Saved entries:
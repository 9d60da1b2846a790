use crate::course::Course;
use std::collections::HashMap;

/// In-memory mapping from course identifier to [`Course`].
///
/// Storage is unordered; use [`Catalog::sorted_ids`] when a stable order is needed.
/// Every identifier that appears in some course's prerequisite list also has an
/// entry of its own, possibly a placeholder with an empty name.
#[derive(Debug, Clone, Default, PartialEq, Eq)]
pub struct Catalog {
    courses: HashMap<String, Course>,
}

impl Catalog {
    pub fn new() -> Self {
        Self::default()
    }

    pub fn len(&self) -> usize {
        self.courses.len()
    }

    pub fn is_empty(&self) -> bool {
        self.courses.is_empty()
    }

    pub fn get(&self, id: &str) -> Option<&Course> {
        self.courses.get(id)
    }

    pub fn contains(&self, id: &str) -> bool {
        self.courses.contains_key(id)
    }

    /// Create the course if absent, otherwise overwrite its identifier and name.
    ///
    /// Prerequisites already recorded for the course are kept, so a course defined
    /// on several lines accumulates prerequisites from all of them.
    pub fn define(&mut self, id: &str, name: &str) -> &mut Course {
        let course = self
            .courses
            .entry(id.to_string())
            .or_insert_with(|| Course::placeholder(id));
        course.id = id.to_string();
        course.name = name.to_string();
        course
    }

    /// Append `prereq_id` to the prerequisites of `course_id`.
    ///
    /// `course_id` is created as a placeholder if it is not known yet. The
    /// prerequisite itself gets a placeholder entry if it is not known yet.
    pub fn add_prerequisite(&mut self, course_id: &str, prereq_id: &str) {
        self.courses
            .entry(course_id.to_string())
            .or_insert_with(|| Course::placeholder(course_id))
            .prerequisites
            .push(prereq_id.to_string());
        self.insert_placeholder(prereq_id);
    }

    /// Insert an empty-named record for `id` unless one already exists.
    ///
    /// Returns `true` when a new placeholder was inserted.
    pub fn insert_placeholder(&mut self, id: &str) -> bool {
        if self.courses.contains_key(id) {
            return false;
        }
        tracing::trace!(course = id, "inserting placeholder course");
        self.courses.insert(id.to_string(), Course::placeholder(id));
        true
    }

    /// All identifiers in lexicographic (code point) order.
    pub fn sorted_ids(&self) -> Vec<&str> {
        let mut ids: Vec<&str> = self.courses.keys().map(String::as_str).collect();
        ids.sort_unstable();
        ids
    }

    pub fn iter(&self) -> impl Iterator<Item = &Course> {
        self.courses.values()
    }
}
---
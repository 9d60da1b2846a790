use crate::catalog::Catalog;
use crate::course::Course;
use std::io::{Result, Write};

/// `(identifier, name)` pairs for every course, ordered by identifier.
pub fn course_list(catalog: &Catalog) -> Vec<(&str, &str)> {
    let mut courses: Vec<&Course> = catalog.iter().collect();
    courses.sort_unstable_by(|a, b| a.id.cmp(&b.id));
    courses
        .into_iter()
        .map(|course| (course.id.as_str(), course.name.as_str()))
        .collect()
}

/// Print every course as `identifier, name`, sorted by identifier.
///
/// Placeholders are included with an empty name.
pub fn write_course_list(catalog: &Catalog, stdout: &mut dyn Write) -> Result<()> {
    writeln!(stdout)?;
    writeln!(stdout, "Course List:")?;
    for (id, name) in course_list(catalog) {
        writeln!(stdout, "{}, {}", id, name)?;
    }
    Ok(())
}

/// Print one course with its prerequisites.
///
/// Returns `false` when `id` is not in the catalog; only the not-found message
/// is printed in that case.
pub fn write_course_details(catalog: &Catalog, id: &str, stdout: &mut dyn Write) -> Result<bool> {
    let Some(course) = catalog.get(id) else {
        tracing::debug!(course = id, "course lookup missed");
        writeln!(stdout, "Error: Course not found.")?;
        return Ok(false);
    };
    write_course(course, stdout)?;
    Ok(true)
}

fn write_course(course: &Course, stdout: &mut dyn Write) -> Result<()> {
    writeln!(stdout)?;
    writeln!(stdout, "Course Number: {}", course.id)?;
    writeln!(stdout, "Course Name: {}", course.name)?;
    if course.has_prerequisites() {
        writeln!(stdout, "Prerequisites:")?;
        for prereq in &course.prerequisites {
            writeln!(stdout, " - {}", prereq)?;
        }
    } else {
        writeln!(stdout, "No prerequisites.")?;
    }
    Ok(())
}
---
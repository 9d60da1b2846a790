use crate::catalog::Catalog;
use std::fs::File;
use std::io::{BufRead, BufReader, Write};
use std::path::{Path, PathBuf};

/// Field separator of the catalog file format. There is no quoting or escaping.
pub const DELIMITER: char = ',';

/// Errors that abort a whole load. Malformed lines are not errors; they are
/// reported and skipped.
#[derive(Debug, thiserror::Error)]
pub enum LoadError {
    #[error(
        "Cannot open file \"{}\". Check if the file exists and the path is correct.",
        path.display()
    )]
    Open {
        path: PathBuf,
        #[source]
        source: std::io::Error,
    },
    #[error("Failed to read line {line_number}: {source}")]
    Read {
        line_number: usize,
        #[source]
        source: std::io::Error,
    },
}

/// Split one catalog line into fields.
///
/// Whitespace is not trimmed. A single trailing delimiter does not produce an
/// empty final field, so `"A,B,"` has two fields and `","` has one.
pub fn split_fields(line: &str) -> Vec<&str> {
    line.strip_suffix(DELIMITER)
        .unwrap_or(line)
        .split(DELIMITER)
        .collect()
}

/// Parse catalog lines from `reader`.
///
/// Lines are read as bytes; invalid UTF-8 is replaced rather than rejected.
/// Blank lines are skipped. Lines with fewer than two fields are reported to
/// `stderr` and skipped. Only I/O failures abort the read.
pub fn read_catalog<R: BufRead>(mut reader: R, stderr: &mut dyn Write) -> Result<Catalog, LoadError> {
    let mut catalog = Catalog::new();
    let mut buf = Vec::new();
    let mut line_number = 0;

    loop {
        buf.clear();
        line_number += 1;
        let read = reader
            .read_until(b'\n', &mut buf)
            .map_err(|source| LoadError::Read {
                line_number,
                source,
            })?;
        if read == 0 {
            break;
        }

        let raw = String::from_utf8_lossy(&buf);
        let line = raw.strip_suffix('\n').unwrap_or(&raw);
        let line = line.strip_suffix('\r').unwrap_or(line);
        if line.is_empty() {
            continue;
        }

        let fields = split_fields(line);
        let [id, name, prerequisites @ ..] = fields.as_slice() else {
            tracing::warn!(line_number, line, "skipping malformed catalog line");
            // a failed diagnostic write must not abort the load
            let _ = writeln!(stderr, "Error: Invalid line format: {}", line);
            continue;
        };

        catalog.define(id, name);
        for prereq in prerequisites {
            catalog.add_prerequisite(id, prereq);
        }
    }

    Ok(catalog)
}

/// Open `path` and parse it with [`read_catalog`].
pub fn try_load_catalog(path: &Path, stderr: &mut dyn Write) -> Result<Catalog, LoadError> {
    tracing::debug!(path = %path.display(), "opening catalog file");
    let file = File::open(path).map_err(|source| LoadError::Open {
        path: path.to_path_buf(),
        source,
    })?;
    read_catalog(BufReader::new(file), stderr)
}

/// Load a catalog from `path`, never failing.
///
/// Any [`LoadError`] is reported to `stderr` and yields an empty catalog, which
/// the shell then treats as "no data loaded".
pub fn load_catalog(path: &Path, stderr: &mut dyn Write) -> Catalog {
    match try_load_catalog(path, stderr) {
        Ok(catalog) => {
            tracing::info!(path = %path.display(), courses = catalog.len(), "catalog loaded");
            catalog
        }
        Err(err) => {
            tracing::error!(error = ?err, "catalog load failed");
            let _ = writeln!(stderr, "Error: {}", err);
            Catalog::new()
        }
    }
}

PROBLEM DETAILS: Look through the entries. Copy out each line with "HashMap" in it.

RESULT BELOW:
use std::collections::HashMap;
    courses: HashMap<String, Course>,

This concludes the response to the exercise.